**Your objective**
Go through the entries and write each one out again unchanged.
········
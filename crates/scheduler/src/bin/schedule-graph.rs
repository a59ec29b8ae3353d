//! schedule-graph: schedule a JSON graph description and print the order.
//!
//! The schedule config comes from a TOML file when given, otherwise from
//! the (optionally profiled) environment.

use std::path::PathBuf;

use anyhow::Context;
use clap::{Parser, ValueEnum};
use serde::Serialize;
use tracing::info;

use graphsched_core::config::load_dotenv;
use graphsched_core::{Config, NodeId, ScheduleConfig, Strategy};
use graphsched_graph::{register_memory_coherence, GraphDescription, GraphEditor};

// ── CLI ─────────────────────────────────────────────────────────────

#[derive(Debug, Clone, Copy, ValueEnum)]
enum OutputFormat {
    Plain,
    Json,
}

/// Compute a legal execution order for a dataflow graph.
#[derive(Parser, Debug)]
#[command(name = "schedule-graph", version, about)]
struct Cli {
    /// JSON graph description.
    graph: PathBuf,

    /// TOML schedule config. Falls back to environment variables.
    #[arg(long, env = "GRAPHSCHED_CONFIG")]
    config: Option<PathBuf>,

    /// Override the configured strategy.
    #[arg(long, env = "GRAPHSCHED_STRATEGY")]
    strategy: Option<Strategy>,

    /// Add memory coherence control edges before scheduling.
    #[arg(long, env = "GRAPHSCHED_MEMORY_COHERENCE", default_value_t = false)]
    memory_coherence: bool,

    #[arg(long, value_enum, default_value_t = OutputFormat::Plain)]
    format: OutputFormat,
}

// ── Output ──────────────────────────────────────────────────────────

#[derive(Serialize)]
struct ScheduledNode<'a> {
    index: usize,
    id: NodeId,
    name: &'a str,
}

#[derive(Serialize)]
struct ScheduleReport<'a> {
    strategy: Strategy,
    order: Vec<ScheduledNode<'a>>,
}

fn main() -> anyhow::Result<()> {
    tracing_subscriber::fmt()
        .with_env_filter(
            tracing_subscriber::EnvFilter::try_from_default_env()
                .unwrap_or_else(|_| tracing_subscriber::EnvFilter::new("info")),
        )
        .init();

    load_dotenv();
    let cli = Cli::parse();

    let mut config = match &cli.config {
        Some(path) => ScheduleConfig::from_toml_file(path)
            .with_context(|| format!("loading schedule config {}", path.display()))?,
        None => {
            let config = Config::from_env();
            config.log_summary();
            config.schedule
        }
    };
    if let Some(strategy) = cli.strategy {
        config.strategy = strategy;
    }

    let raw = std::fs::read_to_string(&cli.graph)
        .with_context(|| format!("reading {}", cli.graph.display()))?;
    let mut graph = GraphDescription::from_json_str(&raw)
        .and_then(|d| d.build())
        .with_context(|| format!("building graph from {}", cli.graph.display()))?;
    info!("Loaded graph: {} nodes", graph.len());

    if cli.memory_coherence {
        let mut editor = GraphEditor::new(&mut graph);
        register_memory_coherence(&mut editor).context("registering memory coherence")?;
    }

    let order = graphsched_scheduler::schedule(&mut graph, config.strategy, &config)
        .with_context(|| format!("scheduling with {}", config.strategy))?;

    let nodes: Vec<ScheduledNode<'_>> = order
        .iter()
        .enumerate()
        .filter_map(|(index, &id)| {
            graph.node(id).map(|n| ScheduledNode {
                index,
                id,
                name: n.name.as_str(),
            })
        })
        .collect();

    match cli.format {
        OutputFormat::Plain => {
            for n in &nodes {
                println!("{}\t{}\t{}", n.index, n.id, n.name);
            }
        }
        OutputFormat::Json => {
            let report = ScheduleReport {
                strategy: config.strategy,
                order: nodes,
            };
            println!("{}", serde_json::to_string_pretty(&report)?);
        }
    }
    Ok(())
}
········
**Result below**
filename crates/scheduler/src/bin/schedule-graph.rs
repository a59ec29b8ae3353d
//! schedule-graph: schedule a JSON graph description and print the order.
//!
//! The schedule config comes from a TOML file when given, otherwise from
//! the (optionally profiled) environment.

use std::path::PathBuf;

use anyhow::Context;
use clap::{Parser, ValueEnum};
use serde::Serialize;
use tracing::info;

use graphsched_core::config::load_dotenv;
use graphsched_core::{Config, NodeId, ScheduleConfig, Strategy};
use graphsched_graph::{register_memory_coherence, GraphDescription, GraphEditor};

// ── CLI ─────────────────────────────────────────────────────────────

#[derive(Debug, Clone, Copy, ValueEnum)]
enum OutputFormat {
    Plain,
    Json,
}

/// Compute a legal execution order for a dataflow graph.
#[derive(Parser, Debug)]
#[command(name = "schedule-graph", version, about)]
struct Cli {
    /// JSON graph description.
    graph: PathBuf,

    /// TOML schedule config. Falls back to environment variables.
    #[arg(long, env = "GRAPHSCHED_CONFIG")]
    config: Option<PathBuf>,

    /// Override the configured strategy.
    #[arg(long, env = "GRAPHSCHED_STRATEGY")]
    strategy: Option<Strategy>,

    /// Add memory coherence control edges before scheduling.
    #[arg(long, env = "GRAPHSCHED_MEMORY_COHERENCE", default_value_t = false)]
    memory_coherence: bool,

    #[arg(long, value_enum, default_value_t = OutputFormat::Plain)]
    format: OutputFormat,
}

// ── Output ──────────────────────────────────────────────────────────

#[derive(Serialize)]
struct ScheduledNode<'a> {
    index: usize,
    id: NodeId,
    name: &'a str,
}

#[derive(Serialize)]
struct ScheduleReport<'a> {
    strategy: Strategy,
    order: Vec<ScheduledNode<'a>>,
}

fn main() -> anyhow::Result<()> {
    tracing_subscriber::fmt()
        .with_env_filter(
            tracing_subscriber::EnvFilter::try_from_default_env()
                .unwrap_or_else(|_| tracing_subscriber::EnvFilter::new("info")),
        )
        .init();

    load_dotenv();
    let cli = Cli::parse();

    let mut config = match &cli.config {
        Some(path) => ScheduleConfig::from_toml_file(path)
            .with_context(|| format!("loading schedule config {}", path.display()))?,
        None => {
            let config = Config::from_env();
            config.log_summary();
            config.schedule
        }
    };
    if let Some(strategy) = cli.strategy {
        config.strategy = strategy;
    }

    let raw = std::fs::read_to_string(&cli.graph)
        .with_context(|| format!("reading {}", cli.graph.display()))?;
    let mut graph = GraphDescription::from_json_str(&raw)
        .and_then(|d| d.build())
        .with_context(|| format!("building graph from {}", cli.graph.display()))?;
    info!("Loaded graph: {} nodes", graph.len());

    if cli.memory_coherence {
        let mut editor = GraphEditor::new(&mut graph);
        register_memory_coherence(&mut editor).context("registering memory coherence")?;
    }

    let order = graphsched_scheduler::schedule(&mut graph, config.strategy, &config)
        .with_context(|| format!("scheduling with {}", config.strategy))?;

    let nodes: Vec<ScheduledNode<'_>> = order
        .iter()
        .enumerate()
        .filter_map(|(index, &id)| {
            graph.node(id).map(|n| ScheduledNode {
                index,
                id,
                name: n.name.as_str(),
            })
        })
        .collect();

    match cli.format {
        OutputFormat::Plain => {
            for n in &nodes {
                println!("{}\t{}\t{}", n.index, n.id, n.name);
            }
        }
        OutputFormat::Json => {
            let report = ScheduleReport {
                strategy: config.strategy,
                order: nodes,
            };
            println!("{}", serde_json::to_string_pretty(&report)?);
        }
    }
    Ok(())
}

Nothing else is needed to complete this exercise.